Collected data
"""

use futures::{Sink, Stream};

use crate::{
    ReadError, WriteError,
    decode::FrameDecoder,
    encode::FrameEncoder,
    frame::Frame,
    link::{CHUNK, copy_payload},
    logging::{debug, error, trace},
    transport::AsyncTransport,
};

#[cfg(any(feature = "log", feature = "defmt", feature = "tracing"))]
use crate::logging::LINK;

/// An async link that writes frames to and reads frames from an [`AsyncTransport`].
///
/// Same wire behaviour as [`TinyLink`](crate::TinyLink), plus [`Stream`] and [`Sink`]
/// adapters.
#[derive(Debug)]
#[cfg_attr(feature = "defmt", derive(defmt::Format))]
pub struct FramedLink<'buf, T> {
    decoder: FrameDecoder<'buf>,
    encoder: FrameEncoder,
    transport: T,
}

impl<'buf, T> FramedLink<'buf, T> {
    /// Creates a new [`FramedLink`] over `transport` using `buffer` as scratch buffer.
    #[inline]
    pub const fn new(transport: T, buffer: &'buf mut [u8]) -> Self {
        let capacity = buffer.len();

        Self {
            decoder: FrameDecoder::new(buffer),
            encoder: FrameEncoder::new(capacity),
            transport,
        }
    }

    /// Returns the length of the scratch buffer.
    #[inline]
    pub const fn capacity(&self) -> usize {
        self.decoder.capacity()
    }

    /// Returns reference to the decoder.
    #[inline]
    pub const fn decoder(&self) -> &FrameDecoder<'buf> {
        &self.decoder
    }

    /// Returns mutable reference to the decoder.
    #[inline]
    pub const fn decoder_mut(&mut self) -> &mut FrameDecoder<'buf> {
        &mut self.decoder
    }

    /// Returns reference to the encoder.
    #[inline]
    pub const fn encoder(&self) -> &FrameEncoder {
        &self.encoder
    }

    /// Returns reference to the transport.
    #[inline]
    pub const fn transport(&self) -> &T {
        &self.transport
    }

    /// Returns mutable reference to the transport.
    #[inline]
    pub const fn transport_mut(&mut self) -> &mut T {
        &mut self.transport
    }

    /// Consumes the [`FramedLink`] and returns the decoder, the encoder and the transport.
    #[inline]
    pub fn into_parts(self) -> (FrameDecoder<'buf>, FrameEncoder, T) {
        (self.decoder, self.encoder, self.transport)
    }
}

impl<T> FramedLink<'_, T>
where
    T: AsyncTransport,
{
    /// Reads exactly one byte and feeds it to the decoder.
    ///
    /// See [`TinyLink::read_frame`](crate::TinyLink::read_frame) for the return value.
    pub async fn read_frame(&mut self) -> Result<Option<Frame<'_>>, ReadError<T::Error>> {
        let byte = self.receive_byte().await?;

        Ok(self.decoder.decode(byte))
    }

    /// Reads until a valid frame arrives.
    ///
    /// # Example
    ///
    /// ```rust
    /// use core::error::Error;
    ///
    /// use tinylink::{FramedLink, mock::MockTransport};
    ///
    /// async fn read() -> Result<(), Box<dyn Error>> {
    ///     let buffer = &mut [0u8; 64];
    ///
    ///     let mut link = FramedLink::new(MockTransport::<64>::new(), buffer);
    ///
    ///     let frame = link.next_frame().await?;
    ///
    ///     println!("flags: {}, payload: {:?}", frame.flags(), frame.payload());
    ///
    ///     Ok(())
    /// }
    /// ```
    pub async fn next_frame(&mut self) -> Result<Frame<'_>, ReadError<T::Error>> {
        loop {
            let byte = self.receive_byte().await?;

            if let Some(header) = self.decoder.advance(byte) {
                return Ok(self.decoder.frame(header));
            }
        }
    }

    /// See [`TinyLink::read`](crate::TinyLink::read).
    pub async fn read(&mut self, dst: &mut [u8]) -> Result<Option<usize>, ReadError<T::Error>> {
        let Some(frame) = self.read_frame().await? else {
            return Ok(None);
        };

        copy_payload(&frame, dst).map(Some)
    }

    /// Converts the [`FramedLink`] into a stream of frames using the given `map` function.
    ///
    /// The stream ends at end of stream and after the first error.
    ///
    /// # Example
    ///
    /// ```rust
    /// use core::{error::Error, pin::pin};
    ///
    /// use futures::StreamExt;
    /// use tinylink::{FramedLink, frame::Frame, mock::MockTransport};
    ///
    /// fn flags(frame: Frame<'_>) -> u16 {
    ///     frame.flags()
    /// }
    ///
    /// async fn read() -> Result<(), Box<dyn Error>> {
    ///     let buffer = &mut [0u8; 64];
    ///
    ///     let mut link = FramedLink::new(MockTransport::<64>::new(), buffer);
    ///
    ///     let stream = link.stream(flags);
    ///     let mut stream = pin!(stream);
    ///
    ///     while let Some(flags) = stream.next().await.transpose()? {
    ///         println!("flags: {}", flags);
    ///     }
    ///
    ///     Ok(())
    /// }
    /// ```
    pub fn stream<U>(
        &mut self,
        map: fn(Frame<'_>) -> U,
    ) -> impl Stream<Item = Result<U, ReadError<T::Error>>> + '_
    where
        U: 'static,
    {
        futures::stream::unfold((self, false), move |(this, errored)| async move {
            if errored {
                return None;
            }

            match this.next_frame().await.map(map) {
                Ok(item) => Some((Ok(item), (this, false))),
                Err(ReadError::Eof) => None,
                Err(err) => Some((Err(err), (this, true))),
            }
        })
    }

    /// Encodes `frame`, writes it to the transport and flushes.
    ///
    /// Nothing is written if the payload is larger than [`capacity`](Self::capacity).
    pub async fn write_frame(&mut self, frame: &Frame<'_>) -> Result<(), WriteError<T::Error>> {
        let encoded = self.encoder.encode(frame)?;

        let mut chunk = [0; CHUNK];
        let mut filled = 0;

        for byte in encoded {
            chunk[filled] = byte;
            filled += 1;

            if filled == CHUNK {
                self.send(&chunk).await?;

                filled = 0;
            }
        }

        self.send(&chunk[..filled]).await?;

        self.transport.flush().await.map_err(|err| {
            error!(target: LINK, "Failed to flush");

            WriteError::IO(err)
        })?;

        debug!(
            target: LINK,
            "Frame written. flags: {}, length: {}",
            frame.flags(),
            frame.length()
        );

        Ok(())
    }

    /// Writes a frame made of `flags` and `payload`. See [`write_frame`](Self::write_frame).
    pub async fn write(&mut self, flags: u16, payload: &[u8]) -> Result<(), WriteError<T::Error>> {
        self.write_frame(&Frame::new(flags, payload)).await
    }

    /// Converts the [`FramedLink`] into a sink of frames.
    pub fn sink<'this, 'a>(
        &'this mut self,
    ) -> impl Sink<Frame<'a>, Error = WriteError<T::Error>> + 'this
    where
        'a: 'this,
    {
        futures::sink::unfold(self, |this, frame: Frame<'a>| async move {
            this.write_frame(&frame).await?;

            Ok::<_, WriteError<T::Error>>(this)
        })
    }

    async fn receive_byte(&mut self) -> Result<u8, ReadError<T::Error>> {
        match self.transport.read_byte().await {
            Ok(Some(byte)) => Ok(byte),
            Ok(None) => {
                debug!(target: LINK, "EOF");

                Err(ReadError::Eof)
            }
            Err(err) => {
                error!(target: LINK, "Failed to read");

                Err(ReadError::IO(err))
            }
        }
    }

    async fn send(&mut self, bytes: &[u8]) -> Result<(), WriteError<T::Error>> {
        if bytes.is_empty() {
            return Ok(());
        }

        trace!(target: LINK, "Writing. bytes: {}", bytes.len());

        self.transport.write_bytes(bytes).await.map_err(|err| {
            error!(target: LINK, "Failed to write");

            WriteError::IO(err)
        })
    }
}

#[cfg(test)]
mod tests {
    use core::pin::pin;
    use std::vec::Vec;

    use embedded_io_adapters::tokio_1::FromTokio;
    use futures::{SinkExt, StreamExt};

    use crate::{
        encode::EncodeError,
        frame::OwnedFrame,
        mock::MockTransport,
        tests::{REFERENCE_FLAGS, REFERENCE_PAYLOAD, REFERENCE_WIRE, init_tracing},
    };

    use super::*;

    const FRAMES: &[(u16, &[u8])] = &[
        (1, b"hello"),
        (0xAAAA, &[0xAA, 0x1B, 0xAA]),
        (7, b""),
        (0x1B1B, &[0x55; 40]),
        (0x1234, &[0x55, 0xAA, 0x55, 0xAA]),
    ];

    fn owned(frame: Frame<'_>) -> OwnedFrame<64> {
        OwnedFrame::try_from(frame).expect("Must fit")
    }

    #[tokio::test]
    async fn round_trips_over_duplex() {
        init_tracing();

        let (read, write) = tokio::io::duplex(32);

        let writer = tokio::spawn(async move {
            let buffer = &mut [0_u8; 64];
            let mut link = FramedLink::new(FromTokio::new(write), buffer);

            for (flags, payload) in FRAMES {
                link.write(*flags, payload).await.expect("Must write");
            }
        });

        let buffer = &mut [0_u8; 64];
        let mut link = FramedLink::new(FromTokio::new(read), buffer);

        for (flags, payload) in FRAMES {
            let frame = link.next_frame().await.expect("Must decode");

            assert_eq!(frame.flags(), *flags);
            assert_eq!(frame.payload(), *payload);
        }

        writer.await.expect("Must join");

        assert!(matches!(link.next_frame().await, Err(ReadError::Eof)));
    }

    #[tokio::test]
    async fn sink_to_stream() {
        init_tracing();

        let (read, write) = tokio::io::duplex(32);

        let writer = tokio::spawn(async move {
            let buffer = &mut [0_u8; 64];
            let mut link = FramedLink::new(FromTokio::new(write), buffer);

            let sink = link.sink();
            let mut sink = pin!(sink);

            for (flags, payload) in FRAMES {
                sink.send(Frame::new(*flags, payload))
                    .await
                    .expect("Must send");
            }
        });

        let buffer = &mut [0_u8; 64];
        let mut link = FramedLink::new(FromTokio::new(read), buffer);

        let stream = link.stream(owned);
        let mut stream = pin!(stream);

        let mut collected = Vec::new();

        while let Some(frame) = stream.next().await {
            collected.push(frame.expect("Must decode"));
        }

        writer.await.expect("Must join");

        assert_eq!(collected.len(), FRAMES.len());

        for (frame, (flags, payload)) in collected.iter().zip(FRAMES) {
            assert_eq!(frame.flags(), *flags);
            assert_eq!(frame.payload(), *payload);
        }
    }

    #[tokio::test]
    async fn writes_reference_frame() {
        init_tracing();

        let buffer = &mut [0; 64];
        let mut link = FramedLink::new(MockTransport::<64>::new(), buffer);

        link.write(REFERENCE_FLAGS, REFERENCE_PAYLOAD)
            .await
            .expect("Must write");

        assert_eq!(link.transport().written(), REFERENCE_WIRE);
    }

    #[tokio::test]
    async fn oversized_write_leaves_transport_untouched() {
        init_tracing();

        let buffer = &mut [0; 16];
        let mut link = FramedLink::new(MockTransport::<64>::new(), buffer);

        let err = link
            .write(0, &[0; 17])
            .await
            .expect_err("Must not write");

        assert!(matches!(
            err,
            WriteError::Encode(EncodeError::PayloadTooLarge)
        ));
        assert!(link.transport().written().is_empty());
    }

    #[tokio::test]
    async fn read_copies_payload_or_drops_frame() {
        init_tracing();

        let buffer = &mut [0; 64];
        let mut link = FramedLink::new(MockTransport::<64>::new(), buffer);

        link.transport_mut()
            .feed(REFERENCE_WIRE)
            .expect("Must feed");
        link.transport_mut()
            .feed(REFERENCE_WIRE)
            .expect("Must feed");

        let dst = &mut [0; 3];

        let length = loop {
            if let Some(length) = link.read(dst).await.expect("Must read") {
                break length;
            }
        };

        assert_eq!(&dst[..length], REFERENCE_PAYLOAD);

        let dst = &mut [0; 2];

        let err = loop {
            match link.read(dst).await {
                Ok(None) => continue,
                Ok(Some(_)) => panic!("Must not fit"),
                Err(err) => break err,
            }
        };

        assert!(matches!(err, ReadError::BufferTooSmall));
        assert!(matches!(link.read_frame().await, Err(ReadError::Eof)));
    }

    #[tokio::test]
    async fn stream_ends_at_eof() {
        init_tracing();

        let buffer = &mut [0; 64];
        let mut link = FramedLink::new(MockTransport::<64>::new(), buffer);

        link.transport_mut()
            .feed(&[0x00, 0x55, 0xAA])
            .expect("Must feed");

        let stream = link.stream(owned);
        let mut stream = pin!(stream);

        assert!(stream.next().await.is_none());
    }
}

"""

### [TASK GOAL]
Among the records above, find each line holding "while" and list it.

### [ANSWER BOX]
    ///     while let Some(flags) = stream.next().await.transpose()? {
        while let Some(frame) = stream.next().await {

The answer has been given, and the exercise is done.